太田述正コラム#15026(2025.6.24)
<渡辺信一郎『中華の成立–唐代まで』を読む(その52)>(2025.9.19公開)

 「・・・統一秦朝の<時点で、>・・・すでに郷里社会には貧富の懸隔が存在し、陳平<(注52)>は、30畝の土地を耕作する兄とともに暮らす貧農であった。

 (注52)?~BC178年。「当初は魏咎・項羽などに仕官するものの長続きせず、最終的には劉邦に仕え、項羽との戦い(楚漢戦争)の中で危機に陥る劉邦を、さまざまな献策で救った。その後、劉邦の遺言により丞相となり、呂后亡き後の呂氏一族を滅ぼして劉氏の政権を守るという功績を立てた。」
https://ja.wikipedia.org/wiki/%E9%99%B3%E5%B9%B3

⇒陳平は現在の河南省開封市の出身である(上掲)ところ、同市は「戦国時代には魏の領域であり、大梁と名づけられて首都となった。」
https://ja.wikipedia.org/wiki/%E9%96%8B%E5%B0%81%E5%B8%82 ★
場所であり、彼が当初、魏の公子の魏咎<(ぎきゅう)>
https://ja.wikipedia.org/wiki/%E9%AD%8F%E5%92%8E
の下にはせ参じたのもそれ故なのでしょうが、魏において、均田制的なものは徹底して実施されておらず、従って、土地売買も一貫して行われていた、というのが私の見立てであるわけです。
 それはそれとして、陳平は、まことに面白い歴史上の人物であることよ、と、改めて思います。(★)(太田)

 富者との婚姻を機に成りあがっていく陳平の姿は、戦国前漢期の社会的流動性の高さを如実にもの語っている。・・・
 即位後の王莽は、『礼記』<(注53)>王制篇や『周礼』<(注54)>などの儒家経典を典拠とする諸改革をあいつぎ実行した。・・・

 (注53)らいき。「周から漢にかけての儒学者がまとめた礼に関する記述を、前漢の戴聖が編纂したものである。その内容は、政治・学術・習俗・倫理などあらゆる分野に及ぶ、雑然とした記録の集積である。」全49篇各篇の作者に孔子や孟子は一切あげられていない。
https://ja.wikipedia.org/wiki/%E7%A4%BC%E8%A8%98
 (注54)しゅらい。「『周礼』は偽書の疑いがあり、紀元前11世紀に周公旦が作ったとも、前漢代に劉歆が作ったともされる。
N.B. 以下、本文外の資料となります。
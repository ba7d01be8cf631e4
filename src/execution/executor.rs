// =============================================================================
// Order executor — turns a trading signal into a concrete fill
// =============================================================================
//
// Pipeline per order:
//   1. mode selection  (limit at best opposite quote, or market when any two
//      of: 1-min volatility > 1.5%, confidence > 85, liquidity < 5x quantity;
//      some strategy codes always force market)
//   2. risk gate + REQUESTED lifecycle event
//   3. submit (transport errors bump the API-error counter)
//   4. wait loop with exponential backoff to the strategy's deadline; stale
//      limits are cancelled, then fall back to market or report NO_FILL
//   5. finalize: executed quantity, average fill price, slippage against the
//      mid at submit time, trade record, idempotent FILLED event, breaker
//      counter updates
//
// The executor never mutates a position; callers reconcile from the report.
// =============================================================================

use std::sync::Arc;
use std::time::Duration;

use rust_decimal::prelude::ToPrimitive;
use rust_decimal::Decimal;
use tracing::{debug, info, warn};
use uuid::Uuid;

use crate::config_store::ConfigStore;
use crate::error::ExecutionError;
use crate::exchange::{ExchangeApi, ExchangeError, OrderRequest, OrderSnapshot};
use crate::execution::{ExecutionReport, MarketLocks, TradeRecord};
use crate::lifecycle::{LifecycleEvent, LifecycleEventType, LifecycleTracker};
use crate::market_data::MarketDataService;
use crate::position::Position;
use crate::risk::circuit_breaker::CircuitBreaker;
use crate::risk::gate::RiskGate;
use crate::risk::VetoReason;
use crate::strategy::{forces_market_order, SignalAction, StrategyParams, TradingSignal};
use crate::types::{OrderState, OrderType, Side, StrategyCode, StrategyGroup};

/// Initial poll interval in the fill-wait loop.
const POLL_START_MS: u64 = 200;
/// Poll interval ceiling.
const POLL_CAP_MS: u64 = 2_000;
/// Volatility above which a market-order vote is cast.
const MODE_VOLATILITY_PERCENT: f64 = 1.5;
/// Confidence above which a market-order vote is cast.
const MODE_CONFIDENCE: f64 = 85.0;
/// Liquidity multiple below which a market-order vote is cast.
const MODE_LIQUIDITY_MULTIPLE: i64 = 5;
/// Fill share at or above which a partial fill still reads as on-target.
const PARTIAL_SUCCESS_PERCENT: f64 = 90.0;

pub struct OrderExecutor {
    exchange: Arc<dyn ExchangeApi>,
    market_data: Arc<MarketDataService>,
    gate: Arc<RiskGate>,
    breaker: Arc<CircuitBreaker>,
    lifecycle: Arc<LifecycleTracker>,
    config: Arc<ConfigStore>,
    entry_locks: MarketLocks,
}

struct SubmitContext {
    market: String,
    side: Side,
    strategy: StrategyCode,
    group: StrategyGroup,
    /// Orderbook mid captured just before submit; slippage is measured
    /// against it.
    mid_at_submit: Decimal,
    target_quantity: Decimal,
}
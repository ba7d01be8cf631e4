// =============================================================================
// Position model — one open exposure managed by a single strategy
// =============================================================================
//
// Status machine:
//   OPEN -> CLOSING -> CLOSED
//   OPEN -> CLOSING -> FAILED
//   CLOSING -> OPEN   (only on an exchange-side cancel / transport revert)
//   OPEN -> FAILED    (invalid data guard)
//
// `close_attempt_count` is strictly non-decreasing; `exit_time` is set iff
// the status is terminal. The repository owns every position; monitors hold
// the id and re-read state before any transition.
// =============================================================================

pub mod manager;

use chrono::{DateTime, Utc};
use rust_decimal::prelude::ToPrimitive;
use rust_decimal::Decimal;
use serde::{Deserialize, Serialize};
use uuid::Uuid;

use crate::types::{Side, StrategyCode};

/// Lifecycle status of a position.
#[derive(Debug, Clone, Copy, PartialEq, Eq, Serialize, Deserialize)]
pub enum PositionStatus {
    Open,
    Closing,
    Closed,
    Failed,
}

impl PositionStatus {
    pub fn is_terminal(self) -> bool {
        matches!(self, Self::Closed | Self::Failed)
    }

    pub fn parse(s: &str) -> Option<Self> {
        match s.to_uppercase().as_str() {
            "OPEN" => Some(Self::Open),
            "CLOSING" => Some(Self::Closing),
            "CLOSED" => Some(Self::Closed),
            "FAILED" => Some(Self::Failed),
            _ => None,
        }
    }
}

impl std::fmt::Display for PositionStatus {
    fn fmt(&self, f: &mut std::fmt::Formatter<'_>) -> std::fmt::Result {
        match self {
            Self::Open => write!(f, "OPEN"),
            Self::Closing => write!(f, "CLOSING"),
            Self::Closed => write!(f, "CLOSED"),
            Self::Failed => write!(f, "FAILED"),
        }
    }
}

/// Why a position left (or failed to leave) the book.
#[derive(Debug, Clone, Copy, PartialEq, Eq, Serialize, Deserialize)]
pub enum ExitReason {
    StopLoss,
    TakeProfit,
    TrailingStop,
    Timeout,
    InvalidPosition,
    MaxAttempts,
    MinAmount,
    AlreadyGone,
    SignalExit,
    Manual,
}

impl std::fmt::Display for ExitReason {
    fn fmt(&self, f: &mut std::fmt::Formatter<'_>) -> std::fmt::Result {
        let tag = match self {
            Self::StopLoss => "STOP_LOSS",
            Self::TakeProfit => "TAKE_PROFIT",
            Self::TrailingStop => "TRAILING_STOP",
            Self::Timeout => "TIMEOUT",
            Self::InvalidPosition => "INVALID_POSITION",
            Self::MaxAttempts => "MAX_ATTEMPTS",
            Self::MinAmount => "MIN_AMOUNT",
            Self::AlreadyGone => "ALREADY_GONE",
            Self::SignalExit => "SIGNAL_EXIT",
            Self::Manual => "MANUAL",
        };
        write!(f, "{tag}")
    }
}

impl ExitReason {
    pub fn parse(s: &str) -> Option<Self> {
        match s.to_uppercase().as_str() {
            "STOP_LOSS" => Some(Self::StopLoss),
            "TAKE_PROFIT" => Some(Self::TakeProfit),
            "TRAILING_STOP" => Some(Self::TrailingStop),
            "TIMEOUT" => Some(Self::Timeout),
            "INVALID_POSITION" => Some(Self::InvalidPosition),
            "MAX_ATTEMPTS" => Some(Self::MaxAttempts),
            "MIN_AMOUNT" => Some(Self::MinAmount),
            "ALREADY_GONE" => Some(Self::AlreadyGone),
            "SIGNAL_EXIT" => Some(Self::SignalExit),
            "MANUAL" => Some(Self::Manual),
            _ => None,
        }
    }
}

/// A single tracked position. Money fields are decimals; percentages are
/// doubles.
#[derive(Debug, Clone, Serialize, Deserialize)]
pub struct Position {
    pub id: String,
    pub strategy: StrategyCode,
    pub market: String,
    pub side: Side,
    pub status: PositionStatus,
    pub entry_price: Decimal,
    pub filled_quantity: Decimal,
    pub target_quantity: Decimal,
    pub average_exit_price: Option<Decimal>,
    pub stop_loss_percent: f64,
    pub take_profit_percent: f64,
    pub trailing_active: bool,
    pub trailing_peak_price: Option<Decimal>,
    pub timeout_at: DateTime<Utc>,
    pub exit_reason: Option<ExitReason>,
    pub exit_order_id: Option<String>,
    pub last_close_attempt_at: Option<DateTime<Utc>>,
    pub close_attempt_count: u32,
    pub entry_time: DateTime<Utc>,
    pub exit_time: Option<DateTime<Utc>>,
    pub realized_pnl: Option<Decimal>,
    pub realized_pnl_percent: Option<f64>,
}

/// Parameters for opening a position from a finalized entry fill.
pub struct PositionOpen {
    pub strategy: StrategyCode,
    pub market: String,
    pub side: Side,
    pub entry_price: Decimal,
    pub filled_quantity: Decimal,
    pub target_quantity: Decimal,
    pub stop_loss_percent: f64,
    pub take_profit_percent: f64,
    pub timeout_at: DateTime<Utc>,
}

/// Verdict of the close-attempt guard.
#[derive(Debug, Clone, Copy, PartialEq, Eq)]
pub enum CloseGate {
    /// Attempt the close now.
    Proceed,
    /// A recent attempt is still in its backoff window.
    Backoff,
    /// Attempt budget exhausted; mark FAILED and stop.
    Exhausted,
}

impl Position {
    pub fn open(params: PositionOpen) -> Self {
        Self {
            id: Uuid::new_v4().to_string(),
            strategy: params.strategy,
            market: crate::types::normalize_market(&params.market),
            side: params.side,
            status: PositionStatus::Open,
            entry_price: params.entry_price,
            filled_quantity: params.filled_quantity,
            target_quantity: params.target_quantity,
            average_exit_price: None,
            stop_loss_percent: params.stop_loss_percent,
            take_profit_percent: params.take_profit_percent,
            trailing_active: false,
            trailing_peak_price: None,
            timeout_at: params.timeout_at,
            exit_reason: None,
            exit_order_id: None,
            last_close_attempt_at: None,
            close_attempt_count: 0,
            entry_time: Utc::now(),
            exit_time: None,
            realized_pnl: None,
            realized_pnl_percent: None,
        }
    }

    /// Signed PnL percentage at `current_price`, guarded against a
    /// non-positive entry price.
    pub fn pnl_percent(&self, current_price: Decimal) -> f64 {
        if self.entry_price <= Decimal::ZERO {
            return 0.0;
        }
        let raw = ((current_price - self.entry_price) / self.entry_price
            * Decimal::ONE_HUNDRED)
            .to_f64()
            .unwrap_or(0.0);
        raw * self.side.direction()
    }

    pub fn holding_seconds(&self, now: DateTime<Utc>) -> i64 {
        (now - self.entry_time).num_seconds()
    }

    /// Validate a status transition against the monotone machine.
    pub fn can_transition(&self, next: PositionStatus) -> bool {
        use PositionStatus::*;
        matches!(
            (self.status, next),
            (Open, Closing) | (Open, Failed) | (Closing, Closed) | (Closing, Failed) | (Closing, Open)
        )
    }

    /// Close-attempt guard: backoff while CLOSING with a recent attempt, hard
    /// stop once the attempt budget is spent.
    pub fn close_gate(&self, now: DateTime<Utc>, backoff_secs: i64, max_attempts: u32) -> CloseGate {
        if self.close_attempt_count >= max_attempts {
            return CloseGate::Exhausted;
        }
        if self.status == PositionStatus::Closing {
            if let Some(last) = self.last_close_attempt_at {
                if (now - last).num_seconds() < backoff_secs {
                    return CloseGate::Backoff;
                }
            }
        }
        CloseGate::Proceed
    }

    /// Apply a terminal exit in place.
    pub fn finalize_exit(
        &mut self,
        status: PositionStatus,
        reason: ExitReason,
        exit_price: Option<Decimal>,
        realized_pnl: Option<Decimal>,
    ) {
        self.status = status;
        self.exit_reason = Some(reason);
        self.average_exit_price = exit_price;
        self.realized_pnl = realized_pnl;
        self.realized_pnl_percent = exit_price.map(|p| self.pnl_percent(p));
        self.exit_time = Some(Utc::now());
    }
}

// =============================================================================
// Tests
// =============================================================================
また現代の研究の進展により戦国時代末期に成立したとの見方が示されている。
 内容としては、周王朝の「礼」、すなわち文物・習俗・政治制度、特に官位制度について記されており、戦国時代以降の儒者にとって理想的な制度とみなされた。ただし、考古学調査によって得られた金文資料や他の先秦文献に記された制度とは、食い違いを見せている。」孔子や孟子とは無関係だ。
https://ja.wikipedia.org/wiki/%E5%91%A8%E7%A4%BC

⇒『礼記』も『周礼』も、そもそも、孔子とは無関係の、かつ、怪文書と言ってもよさそうな代物であり、こんなものを重視したところの、新にしても後漢にしても、鰯の頭の信心的なことをやらかしたわけであり、しかも、それらが先例化した結果、爾後の漢人諸王朝を更に堕落させてしまった、と、言えるでしょう。(太田)

 王莽の末年、帝国東方や南方長江中流域で大飢饉が起こり、後17年の秋ごろから各地で群盗が蜂起した。
 また王莽の政治に限界を感じた人びとは、漢王朝の再興をかかげて各地で反乱を起こし、帝室劉氏一族も多くの反乱に加わった。」(126~127、129)

⇒もちろん、孔子の唱えた仁や孟子の唱えた仁政
https://kotobank.jp/word/%E4%BB%81%E6%94%BF-538042
などさして気にした気配のない王莽の新が、大飢饉の救恤施策を実施したなどという話は全くありません。